MATERIAL FOR THE TASK below:
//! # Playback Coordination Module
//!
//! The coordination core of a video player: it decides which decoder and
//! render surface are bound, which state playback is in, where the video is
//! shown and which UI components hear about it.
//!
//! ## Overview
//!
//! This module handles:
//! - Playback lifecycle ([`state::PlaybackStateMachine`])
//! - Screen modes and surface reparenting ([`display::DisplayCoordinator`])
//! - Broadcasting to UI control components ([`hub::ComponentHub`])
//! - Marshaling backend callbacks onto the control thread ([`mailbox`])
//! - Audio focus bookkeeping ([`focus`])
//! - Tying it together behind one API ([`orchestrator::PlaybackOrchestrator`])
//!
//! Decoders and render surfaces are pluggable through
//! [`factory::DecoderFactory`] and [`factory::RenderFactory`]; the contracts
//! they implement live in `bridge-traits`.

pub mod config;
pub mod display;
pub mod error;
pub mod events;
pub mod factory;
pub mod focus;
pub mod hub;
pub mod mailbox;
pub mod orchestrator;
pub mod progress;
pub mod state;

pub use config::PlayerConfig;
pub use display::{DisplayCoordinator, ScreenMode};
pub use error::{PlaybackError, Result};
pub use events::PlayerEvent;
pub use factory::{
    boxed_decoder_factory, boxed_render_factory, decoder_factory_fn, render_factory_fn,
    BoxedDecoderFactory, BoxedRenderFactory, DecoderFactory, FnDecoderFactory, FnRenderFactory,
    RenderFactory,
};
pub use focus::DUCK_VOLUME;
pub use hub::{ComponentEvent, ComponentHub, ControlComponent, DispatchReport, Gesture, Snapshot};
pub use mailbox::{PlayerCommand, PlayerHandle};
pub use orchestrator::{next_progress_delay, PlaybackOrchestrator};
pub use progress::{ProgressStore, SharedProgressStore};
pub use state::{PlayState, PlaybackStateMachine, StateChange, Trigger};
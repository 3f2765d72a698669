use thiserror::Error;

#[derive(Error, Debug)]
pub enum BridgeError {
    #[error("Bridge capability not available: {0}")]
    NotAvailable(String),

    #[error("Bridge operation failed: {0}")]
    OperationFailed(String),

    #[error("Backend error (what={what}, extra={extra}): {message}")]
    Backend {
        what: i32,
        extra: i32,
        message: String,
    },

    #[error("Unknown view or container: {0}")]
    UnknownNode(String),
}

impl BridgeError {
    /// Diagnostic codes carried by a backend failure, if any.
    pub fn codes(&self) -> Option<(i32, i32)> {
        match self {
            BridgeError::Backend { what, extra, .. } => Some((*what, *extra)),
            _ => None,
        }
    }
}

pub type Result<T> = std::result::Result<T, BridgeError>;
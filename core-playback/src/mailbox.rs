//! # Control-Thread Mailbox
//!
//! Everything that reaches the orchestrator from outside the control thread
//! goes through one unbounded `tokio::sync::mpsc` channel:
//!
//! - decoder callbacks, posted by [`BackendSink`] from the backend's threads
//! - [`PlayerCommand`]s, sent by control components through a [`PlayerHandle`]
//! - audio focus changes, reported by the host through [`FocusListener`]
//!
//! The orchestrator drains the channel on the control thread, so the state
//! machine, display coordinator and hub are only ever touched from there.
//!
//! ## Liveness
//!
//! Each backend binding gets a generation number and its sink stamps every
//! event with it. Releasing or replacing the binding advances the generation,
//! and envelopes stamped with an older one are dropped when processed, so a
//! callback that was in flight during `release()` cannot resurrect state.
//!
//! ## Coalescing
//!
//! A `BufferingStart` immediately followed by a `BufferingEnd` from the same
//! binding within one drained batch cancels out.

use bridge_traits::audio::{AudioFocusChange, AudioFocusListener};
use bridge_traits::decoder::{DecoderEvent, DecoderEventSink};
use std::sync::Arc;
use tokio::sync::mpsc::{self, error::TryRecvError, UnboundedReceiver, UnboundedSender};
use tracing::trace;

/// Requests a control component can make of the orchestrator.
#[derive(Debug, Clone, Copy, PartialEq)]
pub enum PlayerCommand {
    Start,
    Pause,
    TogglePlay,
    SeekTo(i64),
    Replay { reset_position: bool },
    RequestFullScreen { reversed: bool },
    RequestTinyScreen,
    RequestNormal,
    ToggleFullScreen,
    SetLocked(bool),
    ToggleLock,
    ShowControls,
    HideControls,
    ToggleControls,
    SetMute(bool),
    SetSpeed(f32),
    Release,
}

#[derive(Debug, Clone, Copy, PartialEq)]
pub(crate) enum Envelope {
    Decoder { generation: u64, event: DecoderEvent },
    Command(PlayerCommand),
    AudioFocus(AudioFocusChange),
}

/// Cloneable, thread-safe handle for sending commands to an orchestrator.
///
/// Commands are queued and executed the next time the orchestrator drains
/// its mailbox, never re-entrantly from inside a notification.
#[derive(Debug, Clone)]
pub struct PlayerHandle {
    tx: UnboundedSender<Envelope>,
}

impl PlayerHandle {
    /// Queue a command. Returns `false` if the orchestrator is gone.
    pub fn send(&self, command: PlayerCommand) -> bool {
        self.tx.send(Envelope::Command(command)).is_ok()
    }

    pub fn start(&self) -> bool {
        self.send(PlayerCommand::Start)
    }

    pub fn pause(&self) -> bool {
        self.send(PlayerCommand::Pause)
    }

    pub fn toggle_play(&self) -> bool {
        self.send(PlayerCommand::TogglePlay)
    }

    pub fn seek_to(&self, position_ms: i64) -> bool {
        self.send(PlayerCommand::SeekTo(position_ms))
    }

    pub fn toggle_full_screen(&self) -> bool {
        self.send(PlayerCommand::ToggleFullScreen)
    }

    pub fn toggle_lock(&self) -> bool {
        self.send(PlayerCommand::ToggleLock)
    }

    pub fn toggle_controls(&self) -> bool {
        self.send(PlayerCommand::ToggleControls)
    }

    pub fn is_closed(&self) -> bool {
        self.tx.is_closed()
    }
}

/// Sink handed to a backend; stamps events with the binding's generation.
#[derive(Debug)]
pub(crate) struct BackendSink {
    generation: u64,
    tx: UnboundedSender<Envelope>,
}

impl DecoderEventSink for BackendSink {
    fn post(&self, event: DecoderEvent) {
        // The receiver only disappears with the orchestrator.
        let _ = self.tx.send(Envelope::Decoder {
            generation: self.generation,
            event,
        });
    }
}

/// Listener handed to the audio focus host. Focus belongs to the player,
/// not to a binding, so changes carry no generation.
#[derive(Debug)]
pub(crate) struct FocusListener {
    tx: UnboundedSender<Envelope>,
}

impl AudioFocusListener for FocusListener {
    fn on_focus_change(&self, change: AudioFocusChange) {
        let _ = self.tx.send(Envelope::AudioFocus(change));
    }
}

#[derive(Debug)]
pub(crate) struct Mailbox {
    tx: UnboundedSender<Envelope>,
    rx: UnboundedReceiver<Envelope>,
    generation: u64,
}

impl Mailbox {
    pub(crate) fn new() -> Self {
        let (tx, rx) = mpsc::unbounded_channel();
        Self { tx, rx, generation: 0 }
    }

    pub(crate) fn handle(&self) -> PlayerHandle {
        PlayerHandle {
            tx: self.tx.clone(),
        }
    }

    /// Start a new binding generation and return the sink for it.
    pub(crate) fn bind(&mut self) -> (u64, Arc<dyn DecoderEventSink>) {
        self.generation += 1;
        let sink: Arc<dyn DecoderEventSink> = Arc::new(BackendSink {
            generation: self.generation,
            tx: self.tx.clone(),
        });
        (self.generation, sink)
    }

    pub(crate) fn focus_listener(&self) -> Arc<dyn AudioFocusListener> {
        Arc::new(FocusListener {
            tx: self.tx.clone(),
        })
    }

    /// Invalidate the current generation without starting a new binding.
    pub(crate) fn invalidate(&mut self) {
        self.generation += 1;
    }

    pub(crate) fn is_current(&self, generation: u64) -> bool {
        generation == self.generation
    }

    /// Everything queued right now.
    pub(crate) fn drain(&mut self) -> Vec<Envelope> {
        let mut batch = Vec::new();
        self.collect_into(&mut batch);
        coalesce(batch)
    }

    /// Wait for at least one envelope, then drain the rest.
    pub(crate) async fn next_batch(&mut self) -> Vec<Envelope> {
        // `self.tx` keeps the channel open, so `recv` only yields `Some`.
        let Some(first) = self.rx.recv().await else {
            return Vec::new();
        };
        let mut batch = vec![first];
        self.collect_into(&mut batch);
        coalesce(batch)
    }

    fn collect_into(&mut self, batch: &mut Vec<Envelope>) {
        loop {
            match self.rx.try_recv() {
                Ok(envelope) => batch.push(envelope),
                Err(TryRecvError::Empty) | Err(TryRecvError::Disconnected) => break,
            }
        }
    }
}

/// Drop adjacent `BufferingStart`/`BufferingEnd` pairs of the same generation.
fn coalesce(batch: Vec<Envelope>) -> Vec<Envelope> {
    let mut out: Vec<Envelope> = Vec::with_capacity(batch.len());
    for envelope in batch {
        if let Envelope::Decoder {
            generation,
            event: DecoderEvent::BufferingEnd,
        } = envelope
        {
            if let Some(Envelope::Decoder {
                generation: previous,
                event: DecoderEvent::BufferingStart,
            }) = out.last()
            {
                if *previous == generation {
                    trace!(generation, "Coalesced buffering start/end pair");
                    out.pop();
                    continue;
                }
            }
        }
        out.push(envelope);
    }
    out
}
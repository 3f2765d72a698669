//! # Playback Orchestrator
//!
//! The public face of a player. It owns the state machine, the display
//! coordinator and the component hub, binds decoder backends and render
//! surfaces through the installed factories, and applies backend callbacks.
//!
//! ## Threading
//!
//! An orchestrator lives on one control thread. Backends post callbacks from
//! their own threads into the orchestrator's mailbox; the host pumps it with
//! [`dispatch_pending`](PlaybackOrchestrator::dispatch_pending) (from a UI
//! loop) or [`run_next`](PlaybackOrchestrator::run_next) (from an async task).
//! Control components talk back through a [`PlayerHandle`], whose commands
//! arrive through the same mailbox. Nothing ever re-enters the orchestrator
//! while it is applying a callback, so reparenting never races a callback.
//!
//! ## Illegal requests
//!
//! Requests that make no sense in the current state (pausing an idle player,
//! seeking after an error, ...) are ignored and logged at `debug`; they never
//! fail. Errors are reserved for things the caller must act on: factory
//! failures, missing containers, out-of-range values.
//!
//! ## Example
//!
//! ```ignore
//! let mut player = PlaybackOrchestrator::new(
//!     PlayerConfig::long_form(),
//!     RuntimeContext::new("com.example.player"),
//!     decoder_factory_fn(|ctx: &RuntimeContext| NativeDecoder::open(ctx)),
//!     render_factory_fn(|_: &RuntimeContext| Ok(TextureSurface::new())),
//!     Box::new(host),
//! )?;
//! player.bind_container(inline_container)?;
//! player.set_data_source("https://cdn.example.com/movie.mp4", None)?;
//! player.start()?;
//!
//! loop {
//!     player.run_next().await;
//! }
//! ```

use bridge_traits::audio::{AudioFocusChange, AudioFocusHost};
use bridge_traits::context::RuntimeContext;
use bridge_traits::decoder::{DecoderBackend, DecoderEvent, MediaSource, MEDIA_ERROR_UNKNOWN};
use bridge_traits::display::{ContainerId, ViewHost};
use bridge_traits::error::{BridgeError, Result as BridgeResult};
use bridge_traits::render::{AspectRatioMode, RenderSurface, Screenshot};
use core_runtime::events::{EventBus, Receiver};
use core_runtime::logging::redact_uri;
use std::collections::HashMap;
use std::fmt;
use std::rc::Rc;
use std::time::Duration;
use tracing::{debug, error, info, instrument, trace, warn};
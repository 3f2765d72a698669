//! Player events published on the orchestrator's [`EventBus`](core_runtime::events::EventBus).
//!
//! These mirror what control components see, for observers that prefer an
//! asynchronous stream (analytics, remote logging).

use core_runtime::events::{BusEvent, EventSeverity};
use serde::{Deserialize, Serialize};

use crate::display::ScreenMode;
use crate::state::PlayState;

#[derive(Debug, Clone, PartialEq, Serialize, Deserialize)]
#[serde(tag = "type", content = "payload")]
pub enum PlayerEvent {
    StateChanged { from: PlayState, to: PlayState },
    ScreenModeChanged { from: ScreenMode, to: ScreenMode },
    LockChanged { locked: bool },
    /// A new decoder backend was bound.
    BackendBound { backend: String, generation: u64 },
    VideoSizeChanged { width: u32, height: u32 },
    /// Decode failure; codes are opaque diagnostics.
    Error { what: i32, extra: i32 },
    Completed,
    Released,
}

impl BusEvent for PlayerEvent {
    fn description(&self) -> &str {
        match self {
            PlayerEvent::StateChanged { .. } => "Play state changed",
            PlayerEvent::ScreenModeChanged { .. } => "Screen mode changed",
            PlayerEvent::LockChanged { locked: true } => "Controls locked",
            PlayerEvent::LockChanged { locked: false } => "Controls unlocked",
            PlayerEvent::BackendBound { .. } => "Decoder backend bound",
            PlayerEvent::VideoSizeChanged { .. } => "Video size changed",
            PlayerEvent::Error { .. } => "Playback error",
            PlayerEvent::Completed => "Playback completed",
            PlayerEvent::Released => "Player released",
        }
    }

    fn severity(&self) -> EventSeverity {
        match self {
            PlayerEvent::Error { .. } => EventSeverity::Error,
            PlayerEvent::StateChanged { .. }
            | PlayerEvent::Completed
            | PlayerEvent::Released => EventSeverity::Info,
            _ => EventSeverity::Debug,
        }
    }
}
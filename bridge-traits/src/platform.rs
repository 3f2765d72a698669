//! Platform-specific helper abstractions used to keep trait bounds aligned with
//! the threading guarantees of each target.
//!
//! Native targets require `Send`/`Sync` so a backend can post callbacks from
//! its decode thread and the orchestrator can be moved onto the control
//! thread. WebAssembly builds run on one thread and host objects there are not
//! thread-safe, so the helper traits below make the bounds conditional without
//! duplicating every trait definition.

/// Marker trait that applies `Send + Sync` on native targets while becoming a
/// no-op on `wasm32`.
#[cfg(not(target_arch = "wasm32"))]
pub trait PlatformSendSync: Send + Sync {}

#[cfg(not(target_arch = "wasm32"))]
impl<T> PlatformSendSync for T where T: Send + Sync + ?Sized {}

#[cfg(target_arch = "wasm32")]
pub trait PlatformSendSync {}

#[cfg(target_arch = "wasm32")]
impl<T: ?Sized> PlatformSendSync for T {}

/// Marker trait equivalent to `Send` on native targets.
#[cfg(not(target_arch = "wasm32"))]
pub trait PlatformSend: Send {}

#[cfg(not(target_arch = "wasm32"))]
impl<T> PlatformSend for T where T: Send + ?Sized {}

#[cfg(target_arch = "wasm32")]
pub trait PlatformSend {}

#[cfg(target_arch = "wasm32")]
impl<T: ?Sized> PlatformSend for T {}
End of MATERIAL FOR THE TASK.
**EXERCISE PROMPT**
Copy out each line of the entries that holds "logging".

**EXPECTED ANSWER**
use core_runtime::logging::redact_uri;
//! asynchronous stream (analytics, remote logging).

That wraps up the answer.